Collected data:
|---|

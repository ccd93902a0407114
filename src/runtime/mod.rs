use std::collections::HashMap;
use async_trait::async_trait;
use crate::error::Result;

pub mod cri;
pub mod mock;

pub use cri::CriRuntime;
pub use mock::{MockContainer, MockRuntime};

pub const DEFAULT_NAMESPACE: &str = "k8s.io";

pub const KIND_LABEL:           &str = "io.cri-containerd.kind";
pub const POD_NAME_LABEL:       &str = "io.kubernetes.pod.name";
pub const POD_NAMESPACE_LABEL:  &str = "io.kubernetes.pod.namespace";
pub const CONTAINER_NAME_LABEL: &str = "io.kubernetes.container.name";

pub const KIND_CONTAINER: &str = "container";
pub const KIND_SANDBOX:   &str = "sandbox";

pub type Labels = HashMap<String, String>;

#[derive(Clone, Copy, Debug, Eq, PartialEq)]
pub struct Task {
    pub pid: u32,
}

/// Something that can open a session with the container runtime.
/// Failing to connect must be reported as `Error::RuntimeUnavailable`.
#[async_trait]
pub trait Runtime: Send + Sync {
    type Client: RuntimeClient;

    fn endpoint(&self) -> String;

    async fn connect(&self) -> Result<Self::Client>;
}

/// One open session with the runtime. `containers` fails with
/// `Error::RuntimeUnavailable`, the per-container lookups with
/// `Error::ContainerLookupFailed`.
#[async_trait]
pub trait RuntimeClient: Send {
    async fn containers(&mut self, namespace: &str) -> Result<Vec<String>>;

    async fn task(&mut self, id: &str) -> Result<Task>;

    async fn labels(&mut self, id: &str) -> Result<Labels>;
}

|---|

Task to complete: The answer must be every line of the data that holds the word "self".

Written response:
    fn endpoint(&self) -> String;
    async fn connect(&self) -> Result<Self::Client>;
    async fn containers(&mut self, namespace: &str) -> Result<Vec<String>>;
    async fn task(&mut self, id: &str) -> Result<Task>;
    async fn labels(&mut self, id: &str) -> Result<Labels>;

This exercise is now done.